→ **PROBLEM**: Write the records out once more, exactly as they appear below.

→ **PROVIDED DATA**:
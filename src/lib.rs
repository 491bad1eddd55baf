//! dockerfile-build-helper - build script and status table generator for docker-compose fragments
//!
//! This library scans docker-compose fragments for the images they use, resolves each
//! image to the git repository and Dockerfiles it is built from, verifies that every
//! Dockerfile link is reachable, and renders a `build-all.sh` script plus an optional
//! Markdown status table. It follows hexagonal architecture and Domain-Driven Design
//! principles.
//!
//! # Architecture
//!
//! The library is organized into the following layers:
//!
//! - **Domain Layer** (`build_planning`): Image references, build recipes and link checks
//! - **Application Layer** (`application`): Use cases and read models
//! - **Ports** (`ports`): Interface definitions for infrastructure
//! - **Adapters** (`adapters`): Concrete implementations of ports
//! - **Shared** (`shared`): Common utilities and error types
//!
//! # Example
//!
//! ```no_run
//! use dockerfile_build_helper::prelude::*;
//! use std::path::PathBuf;
//!
//! # async fn run() -> Result<()> {
//! // Create adapters
//! let fragment_reader = FileSystemReader::new();
//! let link_checker = CachingLinkChecker::new(HttpLinkChecker::new()?);
//! let progress_reporter = StderrProgressReporter::new();
//!
//! // Create use case
//! let use_case =
//!     GenerateBuildArtifactsUseCase::new(fragment_reader, link_checker, progress_reporter);
//!
//! // Execute
//! let request = GenerateRequest::new(PathBuf::from("docker-compose-generator/docker-fragments"));
//! let response = use_case.execute(request).await?;
//!
//! // Format output
//! let script = BuildScriptFormatter::new().format(&response.builds)?;
//! println!("{}", script);
//! # Ok(())
//! # }
//! ```

pub mod adapters;
pub mod application;
pub mod build_planning;
pub mod config;
pub mod ports;
pub mod shared;

/// Prelude module for convenient imports
pub mod prelude {
    pub use crate::adapters::outbound::console::StderrProgressReporter;
    pub use crate::adapters::outbound::filesystem::{FileSystemReader, FileSystemWriter};
    pub use crate::adapters::outbound::formatters::{BuildScriptFormatter, StatusTableFormatter};
    pub use crate::adapters::outbound::network::{CachingLinkChecker, HttpLinkChecker};
    pub use crate::application::dto::{GenerateRequest, GenerateResponse};
    pub use crate::application::read_models::{StatusTableReadModel, StatusTableReadModelBuilder};
    pub use crate::application::use_cases::{GenerateBuildArtifactsUseCase, VerifyLinksUseCase};
    pub use crate::build_planning::domain::{
        Architecture, BuildInfo, ImageReference, LinkCheck, LinkCheckResult, LinkOutcome,
        VerificationReport,
    };
    pub use crate::build_planning::policies::TagTransform;
    pub use crate::build_planning::services::{FragmentScanner, ImageResolver, RecipeTable};
    pub use crate::ports::outbound::{
        DocumentFormatter, DocumentReader, FragmentDocument, FragmentReader, GeneratedArtifact,
        LinkChecker, OutputPresenter, ProgressReporter, ScriptFormatter,
    };
    pub use crate::shared::error::BuildHelperError;
    pub use crate::shared::Result;
}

→ **ANSWER**:
filename src/lib.rs
repository 491bad1eddd55baf
//! dockerfile-build-helper - build script and status table generator for docker-compose fragments
//!
//! This library scans docker-compose fragments for the images they use, resolves each
//! image to the git repository and Dockerfiles it is built from, verifies that every
//! Dockerfile link is reachable, and renders a `build-all.sh` script plus an optional
//! Markdown status table. It follows hexagonal architecture and Domain-Driven Design
//! principles.
//!
//! # Architecture
//!
//! The library is organized into the following layers:
//!
//! - **Domain Layer** (`build_planning`): Image references, build recipes and link checks
//! - **Application Layer** (`application`): Use cases and read models
//! - **Ports** (`ports`): Interface definitions for infrastructure
//! - **Adapters** (`adapters`): Concrete implementations of ports
//! - **Shared** (`shared`): Common utilities and error types
//!
//! # Example
//!
//! ```no_run
//! use dockerfile_build_helper::prelude::*;
//! use std::path::PathBuf;
//!
//! # async fn run() -> Result<()> {
//! // Create adapters
//! let fragment_reader = FileSystemReader::new();
//! let link_checker = CachingLinkChecker::new(HttpLinkChecker::new()?);
//! let progress_reporter = StderrProgressReporter::new();
//!
//! // Create use case
//! let use_case =
//!     GenerateBuildArtifactsUseCase::new(fragment_reader, link_checker, progress_reporter);
//!
//! // Execute
//! let request = GenerateRequest::new(PathBuf::from("docker-compose-generator/docker-fragments"));
//! let response = use_case.execute(request).await?;
//!
//! // Format output
//! let script = BuildScriptFormatter::new().format(&response.builds)?;
//! println!("{}", script);
//! # Ok(())
//! # }
//! ```

pub mod adapters;
pub mod application;
pub mod build_planning;
pub mod config;
pub mod ports;
pub mod shared;

/// Prelude module for convenient imports
pub mod prelude {
    pub use crate::adapters::outbound::console::StderrProgressReporter;
    pub use crate::adapters::outbound::filesystem::{FileSystemReader, FileSystemWriter};
    pub use crate::adapters::outbound::formatters::{BuildScriptFormatter, StatusTableFormatter};
    pub use crate::adapters::outbound::network::{CachingLinkChecker, HttpLinkChecker};
    pub use crate::application::dto::{GenerateRequest, GenerateResponse};
    pub use crate::application::read_models::{StatusTableReadModel, StatusTableReadModelBuilder};
    pub use crate::application::use_cases::{GenerateBuildArtifactsUseCase, VerifyLinksUseCase};
    pub use crate::build_planning::domain::{
        Architecture, BuildInfo, ImageReference, LinkCheck, LinkCheckResult, LinkOutcome,
        VerificationReport,
    };
    pub use crate::build_planning::policies::TagTransform;
    pub use crate::build_planning::services::{FragmentScanner, ImageResolver, RecipeTable};
    pub use crate::ports::outbound::{
        DocumentFormatter, DocumentReader, FragmentDocument, FragmentReader, GeneratedArtifact,
        LinkChecker, OutputPresenter, ProgressReporter, ScriptFormatter,
    };
    pub use crate::shared::error::BuildHelperError;
    pub use crate::shared::Result;
}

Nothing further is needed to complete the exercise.